» **What the exercise asks**: Please reproduce verbatim the lines below, from the first through the one with "async fn category_lifecycle_rejects_empty_name()".

» **Exercise data**:
// SPDX-FileCopyrightText: 2025-2026 Zexin Yuan <aim@yzx9.xyz>
//
// SPDX-License-Identifier: Apache-2.0

//! Category lifecycle workflow tests.

use plancal_core::Id;

use crate::common::{new_planner, setup_temp_dirs, test_config, test_content_draft};

#[tokio::test]
async fn category_lifecycle_create_rename_delete() {
    // Arrange
    let temp_dirs = setup_temp_dirs().await.unwrap();
    let planner = new_planner(test_config(&temp_dirs.state_dir)).await;

    // Act
    let category = planner.new_category("  Cooking ").await.unwrap();
    let short_id = Id::ShortIdOrUid(category.short_id.unwrap().to_string());
    let renamed = planner.rename_category(&short_id, "Baking").await.unwrap();

    // Assert
    assert_eq!(category.name, "Cooking");
    assert_eq!(renamed.id, category.id);
    assert_eq!(renamed.name, "Baking");

    let deleted = planner.delete_category(&short_id).await.unwrap();
    assert_eq!(deleted.id, category.id);
    assert!(planner.list_categories().await.unwrap().is_empty());
}

#[tokio::test]
async fn category_lifecycle_rejects_empty_name() {
    let temp_dirs = setup_temp_dirs().await.unwrap();
    let planner = new_planner(test_config(&temp_dirs.state_dir)).await;

    assert!(planner.new_category("   ").await.is_err());
    assert!(planner.list_categories().await.unwrap().is_empty());
}

#[tokio::test]
async fn category_lifecycle_delete_refused_while_in_use() {
    // Arrange
    let temp_dirs = setup_temp_dirs().await.unwrap();
    let planner = new_planner(test_config(&temp_dirs.state_dir)).await;
    let category = planner.new_category("Cooking").await.unwrap();
    let item = planner
        .new_content(test_content_draft(&category.id, "Pasta"))
        .await
        .unwrap();

    // Act
    let err = planner
        .delete_category(&Id::Uid(category.id.clone()))
        .await
        .unwrap_err();

    // Assert
    assert!(err.to_string().contains("still has 1 content item"));
    assert_eq!(planner.list_categories().await.unwrap().len(), 1);

    // Deleting the item frees the category
    planner.delete_content(&Id::Uid(item.id)).await.unwrap();
    planner
        .delete_category(&Id::Uid(category.id))
        .await
        .unwrap();
}

#[tokio::test]
async fn category_lifecycle_categories_persist_across_planners() {
    // Arrange
    let temp_dirs = setup_temp_dirs().await.unwrap();
    let planner = new_planner(test_config(&temp_dirs.state_dir)).await;
    for name in ["Travel", "Baking"] {
        planner.new_category(name).await.unwrap();
    }
    planner.close().await.unwrap();

    // Act
    let planner = new_planner(test_config(&temp_dirs.state_dir)).await;
    let categories = planner.list_categories().await.unwrap();

    // Assert
    let names: Vec<_> = categories.iter().map(|a| a.name.as_str()).collect();
    assert_eq!(names, vec!["Baking", "Travel"]);
    assert!(categories.iter().all(|a| a.short_id.is_some()));
}
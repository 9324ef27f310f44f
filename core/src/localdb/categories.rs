// SPDX-FileCopyrightText: 2025-2026 Zexin Yuan <aim@yzx9.xyz>
//
// SPDX-License-Identifier: Apache-2.0

use std::error::Error;

use jiff::Timestamp;
use sqlx::SqlitePool;

use crate::Category;
use crate::localdb::parse_timestamp;

#[derive(Debug, Clone)]
pub struct Categories {
    pool: SqlitePool,
}

impl Categories {
    pub fn new(pool: SqlitePool) -> Self {
        Self { pool }
    }

    pub async fn insert(&self, category: &CategoryRecord) -> Result<(), sqlx::Error> {
        const SQL: &str = "\
INSERT INTO categories (id, name, created_at)
VALUES (?, ?, ?);
";

        sqlx::query(SQL)
            .bind(&category.id)
            .bind(&category.name)
            .bind(&category.created_at)
            .execute(&self.pool)
            .await?;

        Ok(())
    }

    pub async fn get(&self, id: &str) -> Result<Option<CategoryRecord>, sqlx::Error> {
        const SQL: &str = "\
SELECT id, name, created_at
FROM categories
WHERE id = ?;
";

        sqlx::query_as(SQL)
            .bind(id)
            .fetch_optional(&self.pool)
            .await
    }

    pub async fn list(&self) -> Result<Vec<CategoryRecord>, sqlx::Error> {
        const SQL: &str = "\
SELECT id, name, created_at
FROM categories
ORDER BY name ASC, created_at ASC;
";

        sqlx::query_as(SQL).fetch_all(&self.pool).await
    }

    /// Renames a category, returning whether it existed.
    pub async fn rename(&self, id: &str, name: &str) -> Result<bool, sqlx::Error> {
        const SQL: &str = "UPDATE categories SET name = ? WHERE id = ?;";

        let result = sqlx::query(SQL)
            .bind(name)
            .bind(id)
            .execute(&self.pool)
            .await?;
        Ok(result.rows_affected() > 0)
    }

    /// Deletes a category, returning whether it existed.
    pub async fn delete(&self, id: &str) -> Result<bool, sqlx::Error> {
        const SQL: &str = "DELETE FROM categories WHERE id = ?;";

        let result = sqlx::query(SQL).bind(id).execute(&self.pool).await?;
        Ok(result.rows_affected() > 0)
    }
}

#[derive(Debug, Clone, sqlx::FromRow)]
pub struct CategoryRecord {
    id: String,
    name: String,
    created_at: String,
}

impl CategoryRecord {
    pub fn new(id: String, name: &str, now: Timestamp) -> Self {
        Self {
            id,
            name: name.to_string(),
            created_at: now.to_string(),
        }
    }
}

impl TryFrom<CategoryRecord> for Category {
    type Error = Box<dyn Error>;

    fn try_from(record: CategoryRecord) -> Result<Self, Self::Error> {
        Ok(Category {
            created_at: parse_timestamp(&record.created_at)?,
            id: record.id,
            short_id: None,
            name: record.name,
        })
    }
}
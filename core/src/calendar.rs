// SPDX-FileCopyrightText: 2025-2026 Zexin Yuan <aim@yzx9.xyz>
//
// SPDX-License-Identifier: Apache-2.0

//! Month grid and timeline arithmetic.
//!
//! A month is laid out as full weeks of seven cells. Cells before the first and
//! after the last day of the month are `None`. Each scheduled item owns a
//! preparation window of `timeline_days` days ending the day before its
//! scheduled date; the scheduled date itself carries the publish mark.

use std::collections::BTreeMap;
use std::fmt::{self, Display};
use std::str::FromStr;

use jiff::civil::{Date, Weekday};
use jiff::{Span, ToSpan};

use crate::ContentItem;

const MONTH_NAMES: [&str; 12] = [
    "January",
    "February",
    "March",
    "April",
    "May",
    "June",
    "July",
    "August",
    "September",
    "October",
    "November",
    "December",
];

/// A calendar month of a year.
#[derive(Debug, Clone, Copy, PartialEq, Eq, PartialOrd, Ord, Hash)]
pub struct YearMonth {
    year: i16,
    month: i8,
}

impl YearMonth {
    /// Creates a month, checking that it is representable.
    ///
    /// # Errors
    ///
    /// Returns an error if the month is not within 1..=12 or the year is out of range.
    pub fn new(year: i16, month: i8) -> Result<Self, String> {
        Date::new(year, month, 1)
            .map(|_| Self { year, month })
            .map_err(|e| format!("Invalid month {year:04}-{month:02}: {e}"))
    }

    /// The year.
    #[must_use]
    pub fn year(self) -> i16 {
        self.year
    }

    /// The month, 1 to 12.
    #[must_use]
    pub fn month(self) -> i8 {
        self.month
    }

    /// The first day of the month.
    #[must_use]
    pub fn first_day(self) -> Date {
        jiff::civil::date(self.year, self.month, 1)
    }

    /// The last day of the month.
    #[must_use]
    pub fn last_day(self) -> Date {
        self.first_day().last_of_month()
    }

    /// Number of days in the month.
    #[must_use]
    pub fn days_in_month(self) -> i8 {
        self.first_day().days_in_month()
    }

    /// The month before, saturating at the earliest supported month.
    #[must_use]
    pub fn prev(self) -> Self {
        match self.month {
            1 => Self::new(self.year - 1, 12).unwrap_or(self),
            m => Self {
                month: m - 1,
                ..self
            },
        }
    }

    /// The month after, saturating at the latest supported month.
    #[must_use]
    pub fn next(self) -> Self {
        match self.month {
            12 => Self::new(self.year + 1, 1).unwrap_or(self),
            m => Self {
                month: m + 1,
                ..self
            },
        }
    }

    /// Whether the date falls in this month.
    #[must_use]
    pub fn contains(self, date: Date) -> bool {
        date.year() == self.year && date.month() == self.month
    }

    /// Long title such as `October 2026`.
    #[must_use]
    pub fn title(self) -> String {
        let name = MONTH_NAMES[usize::try_from(self.month - 1).unwrap_or_default()];
        format!("{name} {}", self.year)
    }
}

impl From<Date> for YearMonth {
    fn from(date: Date) -> Self {
        Self {
            year: date.year(),
            month: date.month(),
        }
    }
}

impl Display for YearMonth {
    fn fmt(&self, f: &mut fmt::Formatter<'_>) -> fmt::Result {
        write!(f, "{:04}-{:02}", self.year, self.month)
    }
}

impl FromStr for YearMonth {
    type Err = String;

    /// Parses `YYYY-MM`.
    fn from_str(s: &str) -> Result<Self, Self::Err> {
        let s = s.trim();
        let (year, month) = s
            .split_once('-')
            .ok_or_else(|| format!("Invalid month, expected YYYY-MM: {s}"))?;
        let year: i16 = year
            .parse()
            .map_err(|e| format!("Invalid year in {s}: {e}"))?;
        let month: i8 = month
            .parse()
            .map_err(|e| format!("Invalid month in {s}: {e}"))?;
        Self::new(year, month)
    }
}

/// The weekday the grid starts with.
#[derive(Debug, Default, Clone, Copy, PartialEq, Eq, serde::Deserialize, serde::Serialize)]
#[serde(rename_all = "lowercase")]
#[cfg_attr(feature = "clap", derive(clap::ValueEnum))]
pub enum WeekStart {
    /// Weeks run Sunday to Saturday.
    #[default]
    Sunday,

    /// Weeks run Monday to Sunday.
    Monday,
}

impl WeekStart {
    /// The seven weekdays in grid order.
    #[must_use]
    pub fn weekdays(self) -> [Weekday; 7] {
        let first = match self {
            WeekStart::Sunday => Weekday::Sunday,
            WeekStart::Monday => Weekday::Monday,
        };
        std::array::from_fn(|i| first.wrapping_add(i as i64))
    }

    /// Number of padding cells before a day with the given weekday.
    fn offset(self, weekday: Weekday) -> usize {
        let offset = match self {
            WeekStart::Sunday => weekday.to_sunday_zero_offset(),
            WeekStart::Monday => weekday.to_monday_zero_offset(),
        };
        usize::try_from(offset).unwrap_or_default()
    }
}

/// A week of the grid; `None` cells lie outside the month.
pub type Week = [Option<Date>; 7];

/// Lays out a month as full weeks.
#[must_use]
pub fn month_weeks(month: YearMonth, week_start: WeekStart) -> Vec<Week> {
    let first = month.first_day();
    let days = usize::try_from(month.days_in_month()).unwrap_or_default();

    let mut cells: Vec<Option<Date>> = vec![None; week_start.offset(first.weekday())];
    cells.extend(first.series(1.day()).take(days).map(Some));
    while cells.len() % 7 != 0 {
        cells.push(None);
    }

    cells
        .chunks_exact(7)
        .map(|week| std::array::from_fn(|i| week[i]))
        .collect()
}

/// Groups scheduled items by date, keeping input order within a date.
#[must_use]
pub fn items_by_date(items: &[ContentItem]) -> BTreeMap<Date, Vec<&ContentItem>> {
    let mut map: BTreeMap<Date, Vec<&ContentItem>> = BTreeMap::new();
    for item in items {
        if let Some(date) = item.scheduled_date {
            map.entry(date).or_default().push(item);
        }
    }
    map
}

/// First day of the preparation window ending at `scheduled`.
#[must_use]
pub fn timeline_start(scheduled: Date, timeline_days: u32) -> Date {
    Span::new()
        .try_days(i64::from(timeline_days))
        .ok()
        .and_then(|span| scheduled.checked_sub(span).ok())
        .unwrap_or(Date::MIN)
}

/// Phase of an item's timeline on a given day.
#[derive(Debug, Clone, Copy, PartialEq, Eq, serde::Serialize)]
#[serde(rename_all = "lowercase")]
pub enum TimelinePhase {
    /// A day of preparation before the scheduled date.
    Preparation,

    /// The scheduled date itself.
    Publish,
}

/// An item whose timeline covers a given day.
#[derive(Debug, Clone, PartialEq, Eq, serde::Serialize)]
pub struct TimelineMark {
    /// The item.
    pub item: ContentItem,

    /// Which part of the timeline the day is in.
    pub phase: TimelinePhase,
}

/// Returns the phase of an item's timeline on `date`, if the timeline covers it.
#[must_use]
pub fn timeline_phase(item: &ContentItem, date: Date) -> Option<TimelinePhase> {
    let scheduled = item.scheduled_date?;
    if timeline_start(scheduled, item.timeline_days) <= date && date < scheduled {
        Some(TimelinePhase::Preparation)
    } else if date == scheduled {
        Some(TimelinePhase::Publish)
    } else {
        None
    }
}

/// Collects the timeline marks of all scheduled items on `date`.
#[must_use]
pub fn timeline_for_date(items: &[ContentItem], date: Date) -> Vec<TimelineMark> {
    items
        .iter()
        .filter_map(|item| {
            timeline_phase(item, date).map(|phase| TimelineMark {
                item: item.clone(),
                phase,
            })
        })
        .collect()
}

/// Whether `date` lies strictly before `today`.
#[must_use]
pub fn is_past(date: Date, today: Date) -> bool {
    date < today
}

/// A day of the month grid.
#[derive(Debug, Clone, PartialEq, Eq, serde::Serialize)]
pub struct DayCell {
    /// The date.
    pub date: Date,

    /// Whether this is today.
    pub is_today: bool,

    /// Whether this day is before today.
    pub is_past: bool,

    /// Items scheduled on this day.
    pub items: Vec<ContentItem>,

    /// Timelines covering this day.
    pub timelines: Vec<TimelineMark>,
}

/// A month grid with items and timelines filled in.
#[derive(Debug, Clone, PartialEq, Eq, serde::Serialize)]
pub struct MonthView {
    /// The month shown, as `YYYY-MM`.
    #[serde(serialize_with = "serialize_display")]
    pub month: YearMonth,

    /// The weekday columns.
    #[serde(skip)]
    pub week_start: WeekStart,

    /// Today's date.
    pub today: Date,

    /// Full weeks; `None` cells lie outside the month.
    pub weeks: Vec<[Option<DayCell>; 7]>,
}

impl MonthView {
    /// Builds the grid of `month` from `items`.
    ///
    /// Items may include dates outside the month; they still contribute
    /// timelines that reach into it.
    #[must_use]
    pub fn build(
        month: YearMonth,
        week_start: WeekStart,
        today: Date,
        items: &[ContentItem],
    ) -> Self {
        let by_date = items_by_date(items);
        let weeks = month_weeks(month, week_start)
            .into_iter()
            .map(|week| {
                week.map(|date| {
                    date.map(|date| DayCell {
                        date,
                        is_today: date == today,
                        is_past: is_past(date, today),
                        items: by_date
                            .get(&date)
                            .map(|a| a.iter().map(|&item| item.clone()).collect())
                            .unwrap_or_default(),
                        timelines: timeline_for_date(items, date),
                    })
                })
            })
            .collect();

        Self {
            month,
            week_start,
            today,
            weeks,
        }
    }

    /// All day cells in order.
    pub fn days(&self) -> impl Iterator<Item = &DayCell> {
        self.weeks.iter().flatten().flatten()
    }
}

fn serialize_display<S: serde::Serializer>(
    value: &impl Display,
    serializer: S,
) -> Result<S::Ok, S::Error> {
    serializer.collect_str(value)
}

» **Answer below**:
// SPDX-FileCopyrightText: 2025-2026 Zexin Yuan <aim@yzx9.xyz>
//
// SPDX-License-Identifier: Apache-2.0

//! Category lifecycle workflow tests.

use plancal_core::Id;

use crate::common::{new_planner, setup_temp_dirs, test_config, test_content_draft};

#[tokio::test]
async fn category_lifecycle_create_rename_delete() {
    // Arrange
    let temp_dirs = setup_temp_dirs().await.unwrap();
    let planner = new_planner(test_config(&temp_dirs.state_dir)).await;

    // Act
    let category = planner.new_category("  Cooking ").await.unwrap();
    let short_id = Id::ShortIdOrUid(category.short_id.unwrap().to_string());
    let renamed = planner.rename_category(&short_id, "Baking").await.unwrap();

    // Assert
    assert_eq!(category.name, "Cooking");
    assert_eq!(renamed.id, category.id);
    assert_eq!(renamed.name, "Baking");

    let deleted = planner.delete_category(&short_id).await.unwrap();
    assert_eq!(deleted.id, category.id);
    assert!(planner.list_categories().await.unwrap().is_empty());
}

#[tokio::test]
async fn category_lifecycle_rejects_empty_name() {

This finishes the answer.